Richard Hartley composes, conducts, orchestrates and produces albums. He has worked on more than 55 productions in the last 25 years. "I just keep working; I don't know what I'd do if I didn't," he says.

He's also, over the years, functioned as Richard O'Brien's opposite number, taking O'Brien's creations from demo tapes and turning them into the brilliant musical arrangements we know and love.

How It All Began
Many of the Rocky Horror gang met at the Royal Court's production of Sam Shepard play The Unseen Hand, including both Richards (Hartley and O'Brien), Jim Sharman, Brian Thomson, [and] Christopher Malcolm (the original Brad).

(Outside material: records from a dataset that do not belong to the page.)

use crate::dataset::fetcher::{RetryPolicy, DEFAULT_MAX_ATTEMPTS, DEFAULT_RETRY_DELAY, DEFAULT_TIMEOUT};
use crate::dataset::DataSource;
use crate::error::{Error, Result};
use serde::{Deserialize, Serialize};
use std::fs;
use std::path::{Path, PathBuf};
use std::time::Duration;

#[derive(Debug, Clone, Serialize, Deserialize)]
pub struct Settings {
    pub source: SourceConfig,
    #[serde(default)]
    pub fetch: FetchConfig,
    #[serde(default)]
    pub cache: CacheConfig,
}

#[derive(Debug, Clone, Serialize, Deserialize)]
pub struct SourceConfig {
    /// http(s) URL or local path of the `{ "recipes": [...] }` document
    pub location: String,
}

#[derive(Debug, Clone, Serialize, Deserialize)]
#[serde(default)]
pub struct FetchConfig {
    pub timeout_seconds: u64,
    pub max_attempts: u32,
    pub retry_delay_ms: u64,
    pub user_agent: String,
}

#[derive(Debug, Clone, Copy, PartialEq, Eq, Serialize, Deserialize, Default)]
#[serde(rename_all = "lowercase")]
pub enum CacheKind {
    #[default]
    File,
    Memory,
}

#[derive(Debug, Clone, Serialize, Deserialize)]
pub struct CacheConfig {
    #[serde(default)]
    pub kind: CacheKind,
    #[serde(default = "default_cache_dir")]
    pub dir: PathBuf,
}

fn default_cache_dir() -> PathBuf {
    PathBuf::from("./data/cache")
}

fn default_user_agent() -> String {
    format!("Recipe-Finder/{}", env!("CARGO_PKG_VERSION"))
}

impl Default for FetchConfig {
    fn default() -> Self {
        Self {
            timeout_seconds: DEFAULT_TIMEOUT.as_secs(),
            max_attempts: DEFAULT_MAX_ATTEMPTS,
            retry_delay_ms: DEFAULT_RETRY_DELAY.as_millis() as u64,
            user_agent: default_user_agent(),
        }
    }
}

impl Default for CacheConfig {
    fn default() -> Self {
        Self {
            kind: CacheKind::default(),
            dir: default_cache_dir(),
        }
    }
}

impl FetchConfig {
    pub fn retry_policy(&self) -> RetryPolicy {
        RetryPolicy {
            max_attempts: self.max_attempts,
            delay: Duration::from_millis(self.retry_delay_ms),
        }
    }

    pub fn timeout(&self) -> Duration {
        Duration::from_secs(self.timeout_seconds)
    }
}

impl Settings {
    /// Load settings from environment variables
    pub fn from_env() -> Result<Self> {
        let location =
            std::env::var("DATASET_SOURCE").unwrap_or_else(|_| "data/recipes.json".to_string());

        let timeout_seconds = std::env::var("FETCH_TIMEOUT")
            .unwrap_or_else(|_| DEFAULT_TIMEOUT.as_secs().to_string())
            .parse()
            .map_err(|_| Error::Config("Invalid FETCH_TIMEOUT value".to_string()))?;

        let max_attempts = std::env::var("FETCH_MAX_ATTEMPTS")
            .unwrap_or_else(|_| DEFAULT_MAX_ATTEMPTS.to_string())
            .parse()
            .map_err(|_| Error::Config("Invalid FETCH_MAX_ATTEMPTS value".to_string()))?;

        let retry_delay_ms = std::env::var("FETCH_RETRY_DELAY_MS")
            .unwrap_or_else(|_| DEFAULT_RETRY_DELAY.as_millis().to_string())
            .parse()
            .map_err(|_| Error::Config("Invalid FETCH_RETRY_DELAY_MS value".to_string()))?;

        let kind = match std::env::var("CACHE_KIND")
            .unwrap_or_else(|_| "file".to_string())
            .to_lowercase()
            .as_str()
        {
            "file" => CacheKind::File,
            "memory" => CacheKind::Memory,
            other => {
                return Err(Error::Config(format!(
                    "Invalid CACHE_KIND value: {other}. Must be file or memory"
                )))
            }
        };

        let dir = std::env::var("CACHE_DIR")
            .map(PathBuf::from)
            .unwrap_or_else(|_| default_cache_dir());

        Ok(Settings {
            source: SourceConfig { location },
            fetch: FetchConfig {
                timeout_seconds,
                max_attempts,
                retry_delay_ms,
                user_agent: default_user_agent(),
            },
            cache: CacheConfig { kind, dir },
        })
    }

    /// Load settings from a YAML file
    pub fn from_file<P: AsRef<Path>>(path: P) -> Result<Self> {
        let content = fs::read_to_string(path.as_ref()).map_err(|e| {
            Error::Config(format!(
                "Failed to read settings from {}: {}",
                path.as_ref().display(),
                e
            ))
        })?;

        serde_yaml::from_str(&content).map_err(|e| {
            Error::Config(format!(
                "Failed to parse settings from {}: {}",
                path.as_ref().display(),
                e
            ))
        })
    }

    /// Validate configuration
    pub fn validate(&self) -> Result<()> {
        if self.fetch.max_attempts == 0 {
            return Err(Error::Config(
                "Fetch attempts must be non-zero".to_string(),
            ));
        }

        if self.fetch.timeout_seconds == 0 {
            return Err(Error::Config("Fetch timeout must be non-zero".to_string()));
        }

        DataSource::parse(&self.source.location)
            .map_err(|e| Error::Config(format!("Invalid dataset source: {e}")))?;

        Ok(())
    }
}

#[cfg(test)]
mod tests {
    use super::*;
    use std::io::Write;

    fn settings() -> Settings {
        Settings {
            source: SourceConfig {
                location: "https://example.com/data/recipes.json".to_string(),
            },
            fetch: FetchConfig::default(),
            cache: CacheConfig::default(),
        }
    }

    #[test]
    fn test_settings_validation() {
        let mut settings = settings();
        assert!(settings.validate().is_ok());

        settings.fetch.max_attempts = 0;
        assert!(settings.validate().is_err());

        let mut settings = self::settings();
        settings.fetch.timeout_seconds = 0;
        assert!(settings.validate().is_err());

        let mut settings = self::settings();
        settings.source.location = "ftp://example.com/recipes.json".to_string();
        assert!(settings.validate().is_err());
    }

    #[test]
    fn test_default_retry_policy() {
        let policy = FetchConfig::default().retry_policy();
        assert_eq!(policy.max_attempts, 3);
        assert_eq!(policy.delay, Duration::from_millis(500));
    }

    #[test]
    fn test_from_file_fills_defaults() {
        let mut file = tempfile::NamedTempFile::new().unwrap();
        writeln!(file, "source:\n  location: data/recipes.json\ncache:\n  kind: memory").unwrap();

        let settings = Settings::from_file(file.path()).unwrap();
        assert_eq!(settings.source.location, "data/recipes.json");
        assert_eq!(settings.cache.kind, CacheKind::Memory);
        assert_eq!(settings.fetch.max_attempts, DEFAULT_MAX_ATTEMPTS);
        assert!(settings.validate().is_ok());
    }

    #[test]
    fn test_from_file_partial_fetch_section() {
        let mut file = tempfile::NamedTempFile::new().unwrap();
        writeln!(file, "source:\n  location: data/recipes.json\nfetch:\n  max_attempts: 5").unwrap();

        let settings = Settings::from_file(file.path()).unwrap();
        assert_eq!(settings.fetch.max_attempts, 5);
        assert_eq!(settings.fetch.timeout_seconds, DEFAULT_TIMEOUT.as_secs());
        assert_eq!(
            settings.fetch.retry_policy().delay,
            DEFAULT_RETRY_DELAY
        );
        assert!(settings.fetch.user_agent.starts_with("Recipe-Finder/"));
    }

    #[test]
    fn test_from_file_rejects_garbage() {
        let mut file = tempfile::NamedTempFile::new().unwrap();
        writeln!(file, "source: [not, a, map").unwrap();

        assert!(matches!(
            Settings::from_file(file.path()),
            Err(Error::Config(_))
        ));
    }
}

Another Sam Shepard play, The Tooth of Crime, was done after the Rocky Horror Show, also at the Royal Court, with costumes by Sue Blane and featuring Richard O'Brien. "It was a conflict between old and new, and used rock and roll as a basis," says Hartley. O'Brien played the challenger who becomes the new king of Rock 'n' Roll.

Hartley worked on Tooth with Shepard, who lived in London at the time. The songs were tailored to the actors. "Shepard wrote most of the songs for the first production. But he wrote a lot of new ones for this….The songs were kind of Velvet Underground. Originally they [had been] sort of country. The band was on-stage, and there was various other music: it was scored almost like a film, with music from beginning to end. It was very exciting!"

Rocky Horror

Why did you go with a lush, full soundtrack instead of a cheap, B-movie style soundtrack? "I wanted it to be kind of gothic. I saw the film: it was very dark-looking. They slowed a few things down. The songs were much quicker in the theater. They didn't sound right when they were recorded: they were too chirpy. I decided to make the songs slightly richer and darker …the darkness gives [the film] more reality."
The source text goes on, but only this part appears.